TASK TO COMPLETE => The response should consist of the records, reproduced exactly.

RECORDS FOR PROCESSING =>
┌──

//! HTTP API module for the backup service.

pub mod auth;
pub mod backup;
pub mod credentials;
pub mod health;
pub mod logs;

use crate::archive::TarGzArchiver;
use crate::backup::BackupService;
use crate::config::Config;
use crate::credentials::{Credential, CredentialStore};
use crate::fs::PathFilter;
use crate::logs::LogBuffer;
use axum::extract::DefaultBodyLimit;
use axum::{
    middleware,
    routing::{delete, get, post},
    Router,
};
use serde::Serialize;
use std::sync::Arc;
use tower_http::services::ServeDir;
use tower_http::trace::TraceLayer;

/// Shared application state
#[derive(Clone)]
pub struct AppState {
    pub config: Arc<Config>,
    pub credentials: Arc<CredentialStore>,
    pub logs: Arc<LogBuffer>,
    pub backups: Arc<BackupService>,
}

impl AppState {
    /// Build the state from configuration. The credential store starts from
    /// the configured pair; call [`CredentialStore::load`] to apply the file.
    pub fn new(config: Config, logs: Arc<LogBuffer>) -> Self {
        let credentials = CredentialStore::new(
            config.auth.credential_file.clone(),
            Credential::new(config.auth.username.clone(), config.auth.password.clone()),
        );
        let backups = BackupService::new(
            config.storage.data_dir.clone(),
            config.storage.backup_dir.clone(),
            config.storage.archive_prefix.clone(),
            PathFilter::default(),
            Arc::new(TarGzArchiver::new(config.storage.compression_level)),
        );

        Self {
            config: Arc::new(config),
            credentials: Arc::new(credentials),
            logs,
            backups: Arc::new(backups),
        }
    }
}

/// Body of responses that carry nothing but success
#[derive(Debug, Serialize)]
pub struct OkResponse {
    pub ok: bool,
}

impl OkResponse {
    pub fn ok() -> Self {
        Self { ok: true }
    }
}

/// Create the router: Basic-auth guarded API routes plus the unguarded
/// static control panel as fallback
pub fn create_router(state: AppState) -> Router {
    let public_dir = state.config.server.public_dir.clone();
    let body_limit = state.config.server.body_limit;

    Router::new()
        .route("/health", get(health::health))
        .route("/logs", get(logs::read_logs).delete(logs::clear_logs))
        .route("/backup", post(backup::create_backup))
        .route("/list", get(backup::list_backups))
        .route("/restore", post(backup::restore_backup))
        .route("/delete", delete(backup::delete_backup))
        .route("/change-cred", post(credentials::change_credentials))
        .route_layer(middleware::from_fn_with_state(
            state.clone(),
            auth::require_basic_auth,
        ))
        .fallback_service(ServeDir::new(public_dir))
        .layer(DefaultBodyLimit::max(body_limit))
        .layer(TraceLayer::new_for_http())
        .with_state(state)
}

└──

PROBLEM SOLUTION =>
//! HTTP API module for the backup service.

pub mod auth;
pub mod backup;
pub mod credentials;
pub mod health;
pub mod logs;

use crate::archive::TarGzArchiver;
use crate::backup::BackupService;
use crate::config::Config;
use crate::credentials::{Credential, CredentialStore};
use crate::fs::PathFilter;
use crate::logs::LogBuffer;
use axum::extract::DefaultBodyLimit;
use axum::{
    middleware,
    routing::{delete, get, post},
    Router,
};
use serde::Serialize;
use std::sync::Arc;
use tower_http::services::ServeDir;
use tower_http::trace::TraceLayer;

/// Shared application state
#[derive(Clone)]
pub struct AppState {
    pub config: Arc<Config>,
    pub credentials: Arc<CredentialStore>,
    pub logs: Arc<LogBuffer>,
    pub backups: Arc<BackupService>,
}

impl AppState {
    /// Build the state from configuration. The credential store starts from
    /// the configured pair; call [`CredentialStore::load`] to apply the file.
    pub fn new(config: Config, logs: Arc<LogBuffer>) -> Self {
        let credentials = CredentialStore::new(
            config.auth.credential_file.clone(),
            Credential::new(config.auth.username.clone(), config.auth.password.clone()),
        );
        let backups = BackupService::new(
            config.storage.data_dir.clone(),
            config.storage.backup_dir.clone(),
            config.storage.archive_prefix.clone(),
            PathFilter::default(),
            Arc::new(TarGzArchiver::new(config.storage.compression_level)),
        );

        Self {
            config: Arc::new(config),
            credentials: Arc::new(credentials),
            logs,
            backups: Arc::new(backups),
        }
    }
}

/// Body of responses that carry nothing but success
#[derive(Debug, Serialize)]
pub struct OkResponse {
    pub ok: bool,
}

impl OkResponse {
    pub fn ok() -> Self {
        Self { ok: true }
    }
}

/// Create the router: Basic-auth guarded API routes plus the unguarded
/// static control panel as fallback
pub fn create_router(state: AppState) -> Router {
    let public_dir = state.config.server.public_dir.clone();
    let body_limit = state.config.server.body_limit;

    Router::new()
        .route("/health", get(health::health))
        .route("/logs", get(logs::read_logs).delete(logs::clear_logs))
        .route("/backup", post(backup::create_backup))
        .route("/list", get(backup::list_backups))
        .route("/restore", post(backup::restore_backup))
        .route("/delete", delete(backup::delete_backup))
        .route("/change-cred", post(credentials::change_credentials))
        .route_layer(middleware::from_fn_with_state(
            state.clone(),
            auth::require_basic_auth,
        ))
        .fallback_service(ServeDir::new(public_dir))
        .layer(DefaultBodyLimit::max(body_limit))
        .layer(TraceLayer::new_for_http())
        .with_state(state)
}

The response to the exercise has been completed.